Countries in the Custom Union (a loose free-trade zone that Russia shares with Kazakhstan, Belarus, Armenia and Kyrgyzstan) are not included as export destinations for Russian-made cars. The main export destinations are the European Union, Central Asia, the countries of the Commonwealth of Independent States and the Middle East.
Russian automakers produced 1.4 million units in 2017, up 21 percent from the year before, according to Rosstat, the state statistical department.
In Russia, new passenger car and light commercial vehicle sales grew by 17 percent in the January-July period of this year, compared to the same period in 2017. The trend is expected to remain throughout 2018, but it will have an almost non-existent effect on the passenger car lubricant demand in the country, said Artem Mazaev, an independent consultant in the Russian lubricants industry.
He added that new cars consume much less lubricants [volume] thanks to longer drain intervals. The new cars have drain intervals of 15,000 kilometers, almost double that of cars older than ten years that usually have 8,000 km drain intervals.
In 2017, two models, the Czech Skoda and the Russian Lada, accounted for the largest share of Russian car exports.
Last year, the crossover Skoda Yeti held a 40 percent (15,600 units) share of total passenger car exports from the country. It was followed by Lada, which accounted for 26 percent (10,100 units) of the countrys total exports, and Renault models that held a 10 percent share of exports (3,900 units).
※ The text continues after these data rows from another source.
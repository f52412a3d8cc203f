//! Decided outcomes of the admissibility gate

use crate::ScoreComponents;

/// Trajectory label reported alongside a verdict
#[derive(Debug, Clone, Copy, PartialEq, Eq)]
pub enum TrajectoryStatus {
    /// The trajectory may be released
    Admissible,
    /// The trajectory was stopped
    Blocked,
}

impl TrajectoryStatus {
    /// Wire label
    pub fn as_str(&self) -> &'static str {
        match self {
            TrajectoryStatus::Admissible => "TRAJECTORY_ADMISSIBLE",
            TrajectoryStatus::Blocked => "TRAJECTORY_BLOCKED",
        }
    }
}

/// Why a completed request was intercepted
#[derive(Debug, Clone, PartialEq)]
pub enum InterceptReason {
    /// Score-only mode: `action < 0`
    ActionThresholdViolation,

    /// Validator-backed mode: the validator flagged a violation
    AxiomViolation(String),

    /// Validator reply missing, late, or malformed (fail-closed)
    ValidationInconclusive(String),
}

impl InterceptReason {
    /// Machine-readable reason code
    pub fn code(&self) -> &'static str {
        match self {
            InterceptReason::ActionThresholdViolation => "action_threshold_violation",
            InterceptReason::AxiomViolation(_) => "axiom_violation",
            InterceptReason::ValidationInconclusive(_) => "validation_inconclusive",
        }
    }

    /// Human-readable detail
    pub fn detail(&self) -> String {
        match self {
            InterceptReason::ActionThresholdViolation => {
                "Action below admissibility threshold: constraint violation detected".to_string()
            }
            InterceptReason::AxiomViolation(violation) => {
                format!("Axiom violation detected: {}", violation)
            }
            InterceptReason::ValidationInconclusive(cause) => {
                format!("Arbiter validation inconclusive: {}", cause)
            }
        }
    }
}

/// Decided outcome for one request
///
/// Requests that never reach a decision (bad credentials, rate limits,
/// malformed input, generator failure) are reported as errors by the
/// gatekeeper instead.
#[derive(Debug, Clone, PartialEq)]
pub enum Verdict {
    /// Admitted: the output may be released
    Compliant {
        /// Score of the proposed trajectory
        score: ScoreComponents,
        /// Reported loss (`V`, or the validator's loss in review mode)
        total_loss: f64,
        /// The admitted output
        output: String,
    },

    /// Blocked: the output is withheld
    Intercepted {
        /// Score of the proposed trajectory
        score: ScoreComponents,
        /// Reported loss (`V`, or the validator's loss in review mode)
        total_loss: f64,
        /// Why it was blocked
        reason: InterceptReason,
    },
}

impl Verdict {
    /// True for [`Verdict::Compliant`]
    pub fn is_compliant(&self) -> bool {
        matches!(self, Verdict::Compliant { .. })
    }

    /// Wire status: `compliant` or `intercepted`
    pub fn status(&self) -> &'static str {
        match self {
            Verdict::Compliant { .. } => "compliant",
            Verdict::Intercepted { .. } => "intercepted",
        }
    }

    /// Trajectory label matching the decision
    pub fn trajectory_status(&self) -> TrajectoryStatus {
        match self {
            Verdict::Compliant { .. } => TrajectoryStatus::Admissible,
            Verdict::Intercepted { .. } => TrajectoryStatus::Blocked,
        }
    }

    /// Score components regardless of outcome
    pub fn score(&self) -> &ScoreComponents {
        match self {
            Verdict::Compliant { score, .. } | Verdict::Intercepted { score, .. } => score,
        }
    }

    /// Action of the scored trajectory
    pub fn action(&self) -> f64 {
        self.score().action
    }

    /// Reported loss
    pub fn total_loss(&self) -> f64 {
        match self {
            Verdict::Compliant { total_loss, .. } | Verdict::Intercepted { total_loss, .. } => {
                *total_loss
            }
        }
    }

    /// Admitted output, only present when compliant
    pub fn output(&self) -> Option<&str> {
        match self {
            Verdict::Compliant { output, .. } => Some(output),
            Verdict::Intercepted { .. } => None,
        }
    }

    /// Interception reason, only present when intercepted
    pub fn reason(&self) -> Option<&InterceptReason> {
        match self {
            Verdict::Compliant { .. } => None,
            Verdict::Intercepted { reason, .. } => Some(reason),
        }
    }
}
French automobile manufacturer Renault is a majority owner of Avtovaz, the Russian company that produces Lada.
Autostat also found that only 5 percent of the total passenger car exports (or 2,000 units) came from assembly plants operated by Germanys Volkswagen and South Koreas Hyundai in Russia.
According to Renaults annual report for 2017, Germany imported 2,833 units made by Lada. It was followed by Hungary, which imported 1,065 Lada cars, Slovakia (527 units) and the Balkan states (475 units). The Czech Republic and Austria imported 232 cars made by Lada in 2017, while the Baltic states imported 169. In 2017, Belgium and Italy imported 39 and 32 Lada cars, respectively.
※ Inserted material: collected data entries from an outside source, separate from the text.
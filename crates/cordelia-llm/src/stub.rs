//! In-process navigator
//!
//! Needs no backend: it derives the standard three-stage trajectory from
//! the prompt and a short vision line as output. This is the default
//! generator and what the score-only pipeline runs against.

use crate::traits::{Generator, Lifecycle, Proposal};
use crate::LlmError;
use async_trait::async_trait;
use cordelia_domain::Trajectory;
use std::sync::atomic::{AtomicBool, Ordering};

/// Identity reported for the stub navigator
pub const STUB_NAVIGATOR_ID: &str = "NAVIGATOR_LAG_v1";

/// Characters of the prompt echoed in the vision line
const VISION_EXCERPT_CHARS: usize = 50;

/// Deterministic, backend-free generator
#[derive(Debug, Default)]
pub struct StubNavigator {
    ready: AtomicBool,
}

impl StubNavigator {
    /// Create a navigator; call [`Lifecycle::initialize`] before use
    pub fn new() -> Self {
        Self::default()
    }
}

#[async_trait]
impl Lifecycle for StubNavigator {
    fn identity(&self) -> &str {
        STUB_NAVIGATOR_ID
    }

    async fn initialize(&self) -> Result<(), LlmError> {
        self.ready.store(true, Ordering::SeqCst);
        Ok(())
    }

    fn is_ready(&self) -> bool {
        self.ready.load(Ordering::SeqCst)
    }

    async fn shutdown(&self) {
        self.ready.store(false, Ordering::SeqCst);
    }
}

#[async_trait]
impl Generator for StubNavigator {
    async fn propose(&self, prompt: &str) -> Result<Proposal, LlmError> {
        if !self.is_ready() {
            return Err(LlmError::NotReady(STUB_NAVIGATOR_ID.to_string()));
        }

        let trajectory = Trajectory::from_prompt(prompt);
        let excerpt: String = prompt.chars().take(VISION_EXCERPT_CHARS).collect();
        let output = format!(
            "VISION_OUTPUT: {}... -> [{} states]",
            excerpt,
            trajectory.len()
        );

        Ok(Proposal { trajectory, output })
    }
}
Although sales of the new Lada cars in Europe tripled in the last three years, it remains a third of such sales 20 years ago.
According to CarSalesBase.com, only 5,260 new Lada cars were sold in Europe last year, or just 0.03 percent of the EUs total new passenger car sales that amounted to 15.6 million units in 2017. In 1997, Lada sold 14,327 units in Europe, a 0.1 percent share of total European new car sales at that time.